Would you please copy every line from the records that contains the word "credentials"?

EXERCISE DATA Block Start

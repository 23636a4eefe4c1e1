use axum::{
    routing::{get, post},
    Router,
};
use std::sync::Arc;

use super::controller;
use crate::services::rate_limit::{create_rate_limiter, RateLimitLayer};
use crate::AppState;

pub fn auth_routes(rate_limit_burst: u32) -> Router<Arc<AppState>> {
    let credentials = Router::new()
        .route("/register", post(controller::register))
        .route("/login", post(controller::login))
        .layer(RateLimitLayer::new(create_rate_limiter(rate_limit_burst)));

    Router::new()
        .merge(credentials)
        .route("/refresh", post(controller::refresh))
        .route("/logout", post(controller::logout))
        .route("/me", get(controller::me))
}
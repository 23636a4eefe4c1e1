pub mod controller;
pub mod crud;
pub mod model;
pub mod routes;
pub mod schema;

pub use model::{ReactionKind, ReactionTarget, ReactionsSummary};
pub use routes::reaction_routes;
use axum::{
    extract::{Path, Query, State},
    http::StatusCode,
    Json,
};
use chrono::Utc;
use std::sync::Arc;
use validator::Validate;

use super::crud::TaskCrud;
use super::model::{CompletionOutcome, Task};
use super::schema::{CreateTaskRequest, TaskFilter, TaskSearch, UpdateTaskRequest};
use crate::error::AppResult;
use crate::modules::common::{ApiResponse, PageQuery, Paginated};
use crate::services::guard::AuthUser;
use crate::AppState;

const NOT_FOUND: &str = "task not found";

// =============================================================================
// POST /tasks
// =============================================================================

pub async fn create_task(
    State(state): State<Arc<AppState>>,
    user: AuthUser,
    Json(req): Json<CreateTaskRequest>,
) -> AppResult<(StatusCode, Json<ApiResponse<Task>>)> {
    req.validate()?;

    let task = TaskCrud::new(state.db.clone())
        .create(user.user_id, req.description.trim(), req.days_to_execution, Utc::now())
        .await?;
    tracing::debug!(task_id = task.id, user_id = user.user_id, "task created");

    Ok((StatusCode::CREATED, Json(ApiResponse::success("task created", task))))
}

// =============================================================================
// GET /tasks
// =============================================================================

pub async fn list_tasks(
    State(state): State<Arc<AppState>>,
    user: AuthUser,
    Query(page): Query<PageQuery>,
    Query(filter): Query<TaskFilter>,
) -> AppResult<Json<ApiResponse<Paginated<Task>>>> {
    let page = page.checked()?;
    let tasks = TaskCrud::new(state.db.clone())
        .list(user.user_id, &filter, page)
        .await?;

    Ok(Json(ApiResponse::success("tasks retrieved", tasks)))
}

// =============================================================================
// GET /tasks/search
// =============================================================================

pub async fn search_tasks(
    State(state): State<Arc<AppState>>,
    user: AuthUser,
    Query(page): Query<PageQuery>,
    Query(search): Query<TaskSearch>,
) -> AppResult<Json<ApiResponse<Paginated<Task>>>> {
    let page = page.checked()?;
    let tasks = TaskCrud::new(state.db.clone())
        .search(user.user_id, &search.description, page)
        .await?;

    Ok(Json(ApiResponse::success("tasks retrieved", tasks)))
}

// =============================================================================
// GET /tasks/{id}
// =============================================================================

pub async fn get_task(
    State(state): State<Arc<AppState>>,
    user: AuthUser,
    Path(id): Path<i64>,
) -> AppResult<Json<ApiResponse<Task>>> {
    let response = match TaskCrud::new(state.db.clone()).find(user.user_id, id).await? {
        Some(task) => ApiResponse::success("task retrieved", task),
        None => ApiResponse::failure(NOT_FOUND),
    };
    Ok(Json(response))
}

// =============================================================================
// PATCH /tasks/{id}
// =============================================================================

pub async fn update_task(
    State(state): State<Arc<AppState>>,
    user: AuthUser,
    Path(id): Path<i64>,
    Json(req): Json<UpdateTaskRequest>,
) -> AppResult<Json<ApiResponse<Task>>> {
    req.validate()?;

    let description = req.description.as_deref().map(str::trim);
    let response = match TaskCrud::new(state.db.clone())
        .update(user.user_id, id, description)
        .await?
    {
        Some(task) => ApiResponse::success("task updated", task),
        None => ApiResponse::failure(NOT_FOUND),
    };
    Ok(Json(response))
}

// =============================================================================
// POST /tasks/{id}/complete
// =============================================================================

pub async fn complete_task(
    State(state): State<Arc<AppState>>,
    user: AuthUser,
    Path(id): Path<i64>,
) -> AppResult<Json<ApiResponse<Task>>> {
    let outcome = TaskCrud::new(state.db.clone())
        .complete(user.user_id, id, Utc::now())
        .await?;

    let response = match outcome {
        CompletionOutcome::Completed(task) => ApiResponse::success("task marked complete", task),
        CompletionOutcome::NotFound => ApiResponse::failure(NOT_FOUND),
        CompletionOutcome::NotEligible(task) => {
            tracing::debug!(task_id = task.id, status = ?task.status, "completion refused");
            ApiResponse::failure("task is no longer pending or its deadline has passed")
        }
    };
    Ok(Json(response))
}

// =============================================================================
// DELETE /tasks/{id}
// =============================================================================

pub async fn delete_task(
    State(state): State<Arc<AppState>>,
    user: AuthUser,
    Path(id): Path<i64>,
) -> AppResult<Json<ApiResponse<()>>> {
    let deleted = TaskCrud::new(state.db.clone()).delete(user.user_id, id).await?;
    let response = if deleted {
        ApiResponse::done("task deleted")
    } else {
        ApiResponse::failure(NOT_FOUND)
    };
    Ok(Json(response))
}

// =============================================================================
// DELETE /tasks
// =============================================================================

pub async fn delete_all_tasks(
    State(state): State<Arc<AppState>>,
    user: AuthUser,
) -> AppResult<Json<ApiResponse<u64>>> {
    let deleted = TaskCrud::new(state.db.clone()).delete_all(user.user_id).await?;
    Ok(Json(ApiResponse::success("tasks deleted", deleted)))
}
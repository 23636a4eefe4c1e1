use serde::Deserialize;
use validator::Validate;

#[derive(Debug, Deserialize, Validate)]
pub struct CreateMarketRequest {
    #[validate(range(min = 0, message = "section must not be negative"))]
    pub section: i64,
    #[validate(length(min = 1, max = 100, message = "trade must be 1-100 characters"))]
    pub trade: String,
    #[validate(range(min = 0, message = "traders must not be negative"))]
    pub traders: i64,
    #[validate(range(min = 0.0, message = "sales_per_day must not be negative"))]
    pub sales_per_day: f64,
    #[validate(length(min = 1, max = 100, message = "taxes must be 1-100 characters"))]
    pub taxes: String,
    #[validate(length(min = 1, max = 100, message = "union must be 1-100 characters"))]
    pub union: String,
}

#[derive(Debug, Default, Deserialize, Validate)]
pub struct UpdateMarketRequest {
    #[validate(range(min = 0, message = "section must not be negative"))]
    pub section: Option<i64>,
    #[validate(length(min = 1, max = 100, message = "trade must be 1-100 characters"))]
    pub trade: Option<String>,
    #[validate(range(min = 0, message = "traders must not be negative"))]
    pub traders: Option<i64>,
    #[validate(range(min = 0.0, message = "sales_per_day must not be negative"))]
    pub sales_per_day: Option<f64>,
    #[validate(length(min = 1, max = 100, message = "taxes must be 1-100 characters"))]
    pub taxes: Option<String>,
    #[validate(length(min = 1, max = 100, message = "union must be 1-100 characters"))]
    pub union: Option<String>,
}

#[derive(Debug, Default, Deserialize)]
pub struct MarketSearch {
    pub trade: Option<String>,
    pub union: Option<String>,
    pub taxes: Option<String>,
}
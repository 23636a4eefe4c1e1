use axum::{
    extract::{Path, Query, State},
    http::StatusCode,
    Json,
};
use std::sync::Arc;
use validator::Validate;

use super::crud::BlogCrud;
use super::model::BlogView;
use super::schema::{BlogSearch, CreateBlogRequest, DiscoverQuery, Sorting, UpdateBlogRequest};
use crate::error::AppResult;
use crate::modules::common::{ApiResponse, PageQuery, Paginated};
use crate::services::guard::AuthUser;
use crate::AppState;

const NOT_FOUND: &str = "blog not found";

// =============================================================================
// POST /blogs
// =============================================================================

pub async fn create_blog(
    State(state): State<Arc<AppState>>,
    user: AuthUser,
    Json(req): Json<CreateBlogRequest>,
) -> AppResult<(StatusCode, Json<ApiResponse<BlogView>>)> {
    req.validate()?;

    let blog = BlogCrud::new(state.db.clone())
        .create(user.user_id, req.title.trim(), &req.content)
        .await?;

    Ok((StatusCode::CREATED, Json(ApiResponse::success("blog created", blog))))
}

// =============================================================================
// GET /blogs
// =============================================================================

pub async fn list_blogs(
    State(state): State<Arc<AppState>>,
    _user: AuthUser,
    Query(page): Query<PageQuery>,
) -> AppResult<Json<ApiResponse<Paginated<BlogView>>>> {
    let blogs = BlogCrud::new(state.db.clone())
        .list(page.checked()?, Sorting::Recent)
        .await?;
    Ok(Json(ApiResponse::success("blogs retrieved", blogs)))
}

// =============================================================================
// GET /blogs/search
// =============================================================================

pub async fn search_blogs(
    State(state): State<Arc<AppState>>,
    _user: AuthUser,
    Query(page): Query<PageQuery>,
    Query(search): Query<BlogSearch>,
) -> AppResult<Json<ApiResponse<Paginated<BlogView>>>> {
    let blogs = BlogCrud::new(state.db.clone())
        .search(search.title.as_deref(), search.author.as_deref(), page.checked()?)
        .await?;
    Ok(Json(ApiResponse::success("blogs retrieved", blogs)))
}

// =============================================================================
// GET /blogs/discover
// =============================================================================

pub async fn discover_blogs(
    State(state): State<Arc<AppState>>,
    _user: AuthUser,
    Query(page): Query<PageQuery>,
    Query(discover): Query<DiscoverQuery>,
) -> AppResult<Json<ApiResponse<Paginated<BlogView>>>> {
    let blogs = BlogCrud::new(state.db.clone())
        .list(page.checked()?, discover.sorting)
        .await?;
    Ok(Json(ApiResponse::success("blogs retrieved", blogs)))
}

// =============================================================================
// GET /blogs/{id}
// =============================================================================

pub async fn get_blog(
    State(state): State<Arc<AppState>>,
    _user: AuthUser,
    Path(id): Path<i64>,
) -> AppResult<Json<ApiResponse<BlogView>>> {
    let response = match BlogCrud::new(state.db.clone()).find(id).await? {
        Some(blog) => ApiResponse::success("blog retrieved", blog),
        None => ApiResponse::failure(NOT_FOUND),
    };
    Ok(Json(response))
}

// =============================================================================
// PATCH /blogs/{id}
// =============================================================================

pub async fn update_blog(
    State(state): State<Arc<AppState>>,
    user: AuthUser,
    Path(id): Path<i64>,
    Json(req): Json<UpdateBlogRequest>,
) -> AppResult<Json<ApiResponse<BlogView>>> {
    req.validate()?;

    let response = match BlogCrud::new(state.db.clone())
        .update(
            user.user_id,
            id,
            req.title.as_deref().map(str::trim),
            req.content.as_deref(),
        )
        .await?
    {
        Some(blog) => ApiResponse::success("blog updated", blog),
        None => ApiResponse::failure(NOT_FOUND),
    };
    Ok(Json(response))
}

// =============================================================================
// DELETE /blogs/{id}
// =============================================================================

pub async fn delete_blog(
    State(state): State<Arc<AppState>>,
    user: AuthUser,
    Path(id): Path<i64>,
) -> AppResult<Json<ApiResponse<()>>> {
    let response = if BlogCrud::new(state.db.clone()).delete(user.user_id, id).await? {
        ApiResponse::done("blog deleted")
    } else {
        ApiResponse::failure(NOT_FOUND)
    };
    Ok(Json(response))
}

// =============================================================================
// DELETE /blogs
// =============================================================================

pub async fn delete_all_blogs(
    State(state): State<Arc<AppState>>,
    user: AuthUser,
) -> AppResult<Json<ApiResponse<u64>>> {
    let deleted = BlogCrud::new(state.db.clone()).delete_all(user.user_id).await?;
    Ok(Json(ApiResponse::success("blogs deleted", deleted)))
}
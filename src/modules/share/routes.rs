use axum::{routing::get, Router};
use std::sync::Arc;

use super::controller;
use crate::AppState;

pub fn share_routes() -> Router<Arc<AppState>> {
    Router::new()
        .route(
            "/",
            get(controller::list_shares)
                .post(controller::create_share)
                .delete(controller::delete_all_shares),
        )
        .route(
            "/{id}",
            get(controller::get_share).delete(controller::delete_share),
        )
}
use axum::{
    body::Body,
    extract::ConnectInfo,
    http::{Request, StatusCode},
    response::{IntoResponse, Response},
    Json,
};
use governor::{DefaultKeyedRateLimiter, Quota, RateLimiter};
use std::{
    future::Future,
    net::{IpAddr, Ipv4Addr, SocketAddr},
    num::NonZeroU32,
    pin::Pin,
    sync::Arc,
};
use tower::{Layer, Service};

use crate::error::ErrorResponse;

/// Client buckets kept before idle ones are swept.
const MAX_TRACKED_CLIENTS: usize = 10_000;

pub type ClientRateLimiter = Arc<DefaultKeyedRateLimiter<IpAddr>>;

/// Per client address: `burst` credential attempts up front, then one more
/// per minute.
pub fn create_rate_limiter(burst: u32) -> ClientRateLimiter {
    let burst = NonZeroU32::new(burst).unwrap_or(NonZeroU32::MIN);
    let quota = Quota::per_minute(NonZeroU32::MIN).allow_burst(burst);
    Arc::new(RateLimiter::keyed(quota))
}

/// Peer address from the connection; requests served without connect info
/// share the unspecified address bucket.
pub fn client_ip<B>(request: &Request<B>) -> IpAddr {
    request
        .extensions()
        .get::<ConnectInfo<SocketAddr>>()
        .map(|info| info.0.ip())
        .unwrap_or(IpAddr::V4(Ipv4Addr::UNSPECIFIED))
}

#[derive(Clone)]
pub struct RateLimitLayer {
    limiter: ClientRateLimiter,
}

impl RateLimitLayer {
    pub fn new(limiter: ClientRateLimiter) -> Self {
        Self { limiter }
    }
}

impl<S> Layer<S> for RateLimitLayer {
    type Service = RateLimitService<S>;

    fn layer(&self, inner: S) -> Self::Service {
        RateLimitService {
            inner,
            limiter: self.limiter.clone(),
        }
    }
}

#[derive(Clone)]
pub struct RateLimitService<S> {
    inner: S,
    limiter: ClientRateLimiter,
}

impl<S> Service<Request<Body>> for RateLimitService<S>
where
    S: Service<Request<Body>, Response = Response> + Clone + Send + 'static,
    S::Future: Send,
{
    type Response = Response;
    type Error = S::Error;
    type Future = Pin<Box<dyn Future<Output = Result<Self::Response, Self::Error>> + Send>>;

    fn poll_ready(
        &mut self,
        cx: &mut std::task::Context<'_>,
    ) -> std::task::Poll<Result<(), Self::Error>> {
        self.inner.poll_ready(cx)
    }

    fn call(&mut self, request: Request<Body>) -> Self::Future {
        let limiter = self.limiter.clone();
        let mut inner = self.inner.clone();

        Box::pin(async move {
            let ip = client_ip(&request);
            if limiter.check_key(&ip).is_err() {
                tracing::warn!(path = %request.uri().path(), %ip, "rate limit exceeded");
                return Ok(too_many_requests());
            }
            if limiter.len() > MAX_TRACKED_CLIENTS {
                limiter.retain_recent();
            }
            inner.call(request).await
        })
    }
}

fn too_many_requests() -> Response {
    (
        StatusCode::TOO_MANY_REQUESTS,
        Json(ErrorResponse {
            detail: "too many requests, slow down".to_string(),
        }),
    )
        .into_response()
}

EXERCISE DATA Block End

OUTPUT:
    let credentials = Router::new()
        .merge(credentials)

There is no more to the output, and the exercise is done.